Writing on grid paper
11 x 8 1/2 inches
Gift of Christopher and Cheri Sharits, 2006
Journal 10.26.76 Charlottesville, VA.
After exhausting but inspirational (and sunny but coolish) day visiting Monticello, resting my pained chest in a funky little French café. Had to leave Buffalo, to find peace of mind and to begin work again on score for Declarative MODE. My room at the Holiday Inn South looks out onto rolling, colorful fall hills and I am very close to Monticello. At Jefferson’s grave I felt a meaning coming back into my torn life. Lost track of time—must be a week or so since leaving the hospital. Almost died—owe my life to a turn of chance-luck (lung filling with blood from an unperceived weak spot left by Ivy Weatherspoon’s knife wound (had been in the hospital previously—went home, overdid things and caused the weak spot to open). Bojana and I were, for a short period, very close again—I’ve been so unjustly violent towards her. For not being perfect—I’m under too much stress, too many projects, plans, etc.—drink and become violent or self-destructive… hanging out with black prostitutes, pimps, criminals; daring the worst eventualities. Now, must gain strength and recapture dignity… slow pace down radically.
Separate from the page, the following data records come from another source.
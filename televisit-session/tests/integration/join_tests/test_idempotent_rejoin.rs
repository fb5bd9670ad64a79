use std::time::Duration;
use televisit_core::{Role, RoomId, RoomStatus, UserId};
use televisit_session::{RoomStore, SessionPhase};

use crate::utils::{MemoryStore, sample_offer_answer};
use crate::{init_tracing, pending_room, start_session, wait_until};

/// Joining a room the caller is already in must not duplicate the id
/// in `participants` or re-trigger negotiation.
#[tokio::test]
async fn rejoin_does_not_duplicate_or_renegotiate() {
    init_tracing();

    let store = MemoryStore::new();
    let room = RoomId::from("r1");
    let doctor = UserId::from("doctor-1");

    let (offer, answer) = sample_offer_answer().await;
    let mut doc = pending_room(&room, &doctor);
    doc.status = RoomStatus::Active;
    doc.participants = vec![doctor.clone()];
    doc.offer = Some(offer.clone());
    doc.answer = Some(answer.clone());
    store.put(doc).await;

    let session = start_session(&store, &room, &doctor, Role::Doctor);

    let view = session.handle.view();
    assert!(
        wait_until(Duration::from_secs(10), || {
            let view = view.clone();
            async move { view.borrow().phase == SessionPhase::Active }
        })
        .await,
        "session never became active"
    );

    let doc = store.get(&room).await.unwrap().unwrap();
    assert_eq!(doc.participants, vec![doctor.clone()]);
    // Negotiation was not re-run: both halves are untouched.
    assert_eq!(doc.offer.as_ref().unwrap().sdp, offer.sdp);
    assert_eq!(doc.answer.as_ref().unwrap().sdp, answer.sdp);
    assert_eq!(session.navigator.redirect_count(), 0);
}
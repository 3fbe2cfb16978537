//! Glues the codec, dispatcher, and channel together.

use knode_id::{Endpoint, Id160};
use knode_wire::{Header, MessageBody, MessageType};
use tokio::time::Duration;

use crate::channel::Channel;
use crate::dispatcher::{DispatchError, Dispatcher};
use crate::NetError;

/// Whether an inbound message is routed back into the dispatcher or handed
/// to the engine as a fresh request.
fn is_response(message_type: MessageType) -> bool {
    matches!(
        message_type,
        MessageType::PingResp | MessageType::FindNodeResp | MessageType::FindValueResp
    )
}

/// The network layer for one local node identity.
///
/// Owns the UDP channel and the response dispatcher; all mutation happens
/// from the single event loop driven by [`Network::run`], so neither needs
/// internal locking.
pub struct Network {
    local_id: Id160,
    channel: Channel,
    dispatcher: Dispatcher,
}

impl Network {
    /// Construct a network layer bound to `channel`, identified as `local_id`.
    pub fn new(local_id: Id160, channel: Channel) -> Self {
        Self {
            local_id,
            channel,
            dispatcher: Dispatcher::new(),
        }
    }

    /// The endpoint this network's channel is bound to.
    pub fn local_addr(&self) -> Endpoint {
        self.channel.local_addr()
    }

    /// Send a request to `destination`, invoking `on_response` or `on_error`
    /// once a reply arrives or `timeout` elapses, whichever is first.
    ///
    /// If the send itself fails, no dispatcher entry is created and
    /// `on_error` is invoked immediately with [`DispatchError::SendFailure`].
    pub async fn send_request_with_reply(
        &mut self,
        body: MessageBody,
        destination: Endpoint,
        timeout: Duration,
        on_response: impl FnOnce(MessageBody) + 'static,
        on_error: impl FnOnce(DispatchError) + 'static,
    ) {
        let token = Id160::random();
        let header = Header::new(body.message_type(), self.local_id, token);
        let bytes = knode_wire::encode(&header, &body);

        match self.channel.send(&bytes, destination).await {
            Ok(()) => self.dispatcher.register(token, timeout, on_response, on_error),
            Err(e) => on_error(DispatchError::SendFailure(e.to_string())),
        }
    }

    /// Send a request and forget it; any send failure is logged, not
    /// surfaced to the caller.
    pub async fn send_request_no_reply(&mut self, body: MessageBody, destination: Endpoint) {
        let token = Id160::random();
        let header = Header::new(body.message_type(), self.local_id, token);
        let bytes = knode_wire::encode(&header, &body);

        if let Err(e) = self.channel.send(&bytes, destination).await {
            tracing::warn!(error = %e, %destination, "send_request_no_reply failed");
        }
    }

    /// Send a response, echoing `token` in the header.
    pub async fn send_response(
        &mut self,
        token: Id160,
        body: MessageBody,
        destination: Endpoint,
    ) -> Result<(), NetError> {
        let header = Header::new(body.message_type(), self.local_id, token);
        let bytes = knode_wire::encode(&header, &body);
        self.channel.send(&bytes, destination).await
    }

    /// Receive and process exactly one inbound datagram.
    ///
    /// Decodes the header; responses are routed into the dispatcher, and
    /// everything else is handed to `on_message` as a fresh request.
    pub async fn process_one(
        &mut self,
        on_message: impl FnOnce(Endpoint, Header, MessageBody),
    ) -> Result<(), NetError> {
        let (sender, bytes) = self.channel.receive().await?;
        match knode_wire::decode(&bytes) {
            Ok((header, body)) => {
                if is_response(header.message_type) {
                    self.dispatcher.deliver(header.token, body);
                } else {
                    on_message(sender, header, body);
                }
            }
            Err(e) => {
                tracing::debug!(error = %e, %sender, "dropping malformed datagram");
            }
        }
        Ok(())
    }

    /// Run the dispatcher's timeout sweep once, firing `on_error` for any
    /// entries whose deadline has passed.
    pub fn expire_due_requests(&mut self) {
        self.dispatcher.expire_due();
    }

    /// The earliest outstanding dispatcher deadline, if any.
    pub fn next_dispatcher_deadline(&self) -> Option<tokio::time::Instant> {
        self.dispatcher.next_deadline()
    }

    /// Sleep until the earliest outstanding dispatcher deadline.
    pub async fn wait_next_timeout(&self) {
        self.dispatcher.wait_next().await
    }

    /// Race one inbound datagram against the dispatcher's next timeout,
    /// whichever comes first, and handle it.
    ///
    /// `on_peer_seen` fires for every decoded datagram, response or not —
    /// the engine uses it to refresh the sender in the routing table.
    /// `on_request` fires only for non-response message types; responses are
    /// routed straight into the dispatcher and never reach it.
    ///
    /// This is the single suspension point an engine's event loop needs:
    /// channel and dispatcher are distinct fields, so racing them here (via
    /// a destructuring borrow) never double-borrows `self`.
    pub async fn tick(
        &mut self,
        on_peer_seen: impl FnOnce(Endpoint, Id160),
        on_request: impl FnOnce(Endpoint, Header, MessageBody),
    ) -> Result<TickOutcome, NetError> {
        let Network {
            channel,
            dispatcher,
            ..
        } = self;
        tokio::select! {
            _ = dispatcher.wait_next() => {
                dispatcher.expire_due();
                Ok(TickOutcome::TimersExpired)
            }
            received = channel.receive() => {
                let (sender, bytes) = received?;
                match knode_wire::decode(&bytes) {
                    Ok((header, body)) => {
                        on_peer_seen(sender, header.sender);
                        if is_response(header.message_type) {
                            dispatcher.deliver(header.token, body);
                            Ok(TickOutcome::ResponseDelivered)
                        } else {
                            on_request(sender, header, body);
                            Ok(TickOutcome::Request)
                        }
                    }
                    Err(e) => {
                        tracing::debug!(error = %e, %sender, "dropping malformed datagram");
                        Ok(TickOutcome::MalformedDropped)
                    }
                }
            }
        }
    }
}

/// What happened during one [`Network::tick`].
#[derive(Debug, Clone, Copy, PartialEq, Eq)]
pub enum TickOutcome {
    /// A fresh request was handed to the caller's `on_message`.
    Request,
    /// A response was routed straight into the dispatcher.
    ResponseDelivered,
    /// A datagram failed to decode and was dropped.
    MalformedDropped,
    /// No datagram arrived; one or more dispatcher entries timed out.
    TimersExpired,
}

#[cfg(test)]
mod tests {
    use super::*;
    use std::cell::RefCell;
    use std::rc::Rc;

    async fn pair() -> (Network, Network) {
        let a = Channel::ipv4("127.0.0.1", 0).await.expect("bind a");
        let b = Channel::ipv4("127.0.0.1", 0).await.expect("bind b");
        (
            Network::new(Id160::random(), a),
            Network::new(Id160::random(), b),
        )
    }

    #[tokio::test]
    async fn ping_round_trip_delivers_response() {
        let (mut a, mut b) = pair().await;
        let b_addr = b.local_addr();
        let a_addr = a.local_addr();

        let got_response = Rc::new(RefCell::new(false));
        let got_response2 = got_response.clone();
        a.send_request_with_reply(
            MessageBody::PingReq,
            b_addr,
            Duration::from_secs(2),
            move |_| *got_response2.borrow_mut() = true,
            |_| panic!("must not time out"),
        )
        .await;

        // b receives the PingReq as a fresh request; capture enough to reply.
        let request = Rc::new(RefCell::new(None));
        let request2 = request.clone();
        b.process_one(move |from, header, _body| {
            assert_eq!(from, a_addr);
            *request2.borrow_mut() = Some((from, header.token));
        })
        .await
        .expect("process_one on b");

        let (from, token) = request.borrow_mut().take().expect("request captured");
        b.send_response(token, MessageBody::PingResp, from)
            .await
            .expect("send_response");

        // a receives the PingResp, which process_one routes straight into
        // the dispatcher rather than to on_message.
        a.process_one(|_, _, _| panic!("a's PingResp must be routed to the dispatcher"))
            .await
            .expect("process_one on a");

        assert!(*got_response.borrow());
    }

    #[tokio::test]
    async fn tick_reports_peer_seen_for_every_datagram_including_responses() {
        let (mut a, mut b) = pair().await;
        let b_addr = b.local_addr();

        let got_response = Rc::new(RefCell::new(false));
        let got_response2 = got_response.clone();
        a.send_request_with_reply(
            MessageBody::PingReq,
            b_addr,
            Duration::from_secs(2),
            move |_| *got_response2.borrow_mut() = true,
            |_| panic!("must not time out"),
        )
        .await;

        let sender_seen = Rc::new(RefCell::new(None));
        let sender_seen2 = sender_seen.clone();
        let outcome = b
            .tick(
                move |_, sender_id| *sender_seen2.borrow_mut() = Some(sender_id),
                |from, header, _body| {
                    // b answers inline for the test; a real engine would defer
                    // this through its pending-action queue instead.
                    let _ = (from, header);
                },
            )
            .await
            .expect("tick on b");
        assert_eq!(outcome, TickOutcome::Request);
        assert!(sender_seen.borrow().is_some());

        let request = Rc::new(RefCell::new(None));
        let request2 = request.clone();
        b.process_one(move |from, header, _body| {
            *request2.borrow_mut() = Some((from, header.token));
        })
        .await
        .expect("process_one on b");
        let (from, token) = request.borrow_mut().take().expect("request captured");
        b.send_response(token, MessageBody::PingResp, from)
            .await
            .expect("send_response");

        let peer_seen_on_a = Rc::new(RefCell::new(false));
        let peer_seen_on_a2 = peer_seen_on_a.clone();
        let outcome = a
            .tick(
                move |_, _| *peer_seen_on_a2.borrow_mut() = true,
                |_, _, _| panic!("a's PingResp must be routed to the dispatcher, not on_request"),
            )
            .await
            .expect("tick on a");
        assert_eq!(outcome, TickOutcome::ResponseDelivered);
        assert!(*peer_seen_on_a.borrow());
        assert!(*got_response.borrow());
    }

    #[tokio::test]
    async fn tick_reports_timers_expired_when_nothing_arrives() {
        let mut a = Network::new(Id160::random(), Channel::ipv4("127.0.0.1", 0).await.unwrap());
        let unreachable = Endpoint::from(std::net::SocketAddr::new(
            std::net::IpAddr::V4(std::net::Ipv4Addr::new(127, 0, 0, 1)),
            1,
        ));
        a.send_request_with_reply(
            MessageBody::PingReq,
            unreachable,
            Duration::from_millis(1),
            |_| panic!("must not respond"),
            |_| {},
        )
        .await;
        tokio::time::sleep(Duration::from_millis(10)).await;

        let outcome = a
            .tick(|_, _| {}, |_, _, _| panic!("nothing should arrive"))
            .await
            .expect("tick on a");
        assert_eq!(outcome, TickOutcome::TimersExpired);
    }

    #[tokio::test]
    async fn no_reply_send_does_not_panic_on_unreachable_destination() {
        let mut a = Network::new(Id160::random(), Channel::ipv4("127.0.0.1", 0).await.unwrap());
        let unreachable = Endpoint::from(std::net::SocketAddr::new(
            std::net::IpAddr::V4(std::net::Ipv4Addr::new(127, 0, 0, 1)),
            1,
        ));
        a.send_request_no_reply(MessageBody::PingReq, unreachable).await;
    }
}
Ironic that I am doing an “anti-slavery tone poem” when I am being ripped off, hurt, cheated, stabbed finally by blacks (but I chose that element of blacks who would do such things so that thrust of my enthusiasm for my project has not been dampened).
10.27
Great sense of loneliness at times, in general and for Bojana in particular… but such splits in my feeling (as well as above any sleep) and move onto focused creation. It’s late afternoon; long lunch and then sitting in the sun, near the motor-hotel’s pool, thinking over the upcoming elections and then nap (still painful to sleep). To begin, I put up finished and unfinished scores along the wall, sequentially must determine “where I am”/”where I am going” with the work; each day I’ll have to take down the drawings--(the hotel would not appreciate my push pins in their walls)--and then return them the next day. This will be a good meditation exercise. Also, up and down from the wall, Jefferson’s portrait. The I Ching (which I use only rarely, in very crucial situations, has told me to “go to the teacher-sage”—that I must be careful not to miss “his” advice, pass it up—but, how to recognize “him”? I believe “it” must be Jefferson, his spirit and teachings. I pledge to seek a level of dignity in this work and my life which would please him.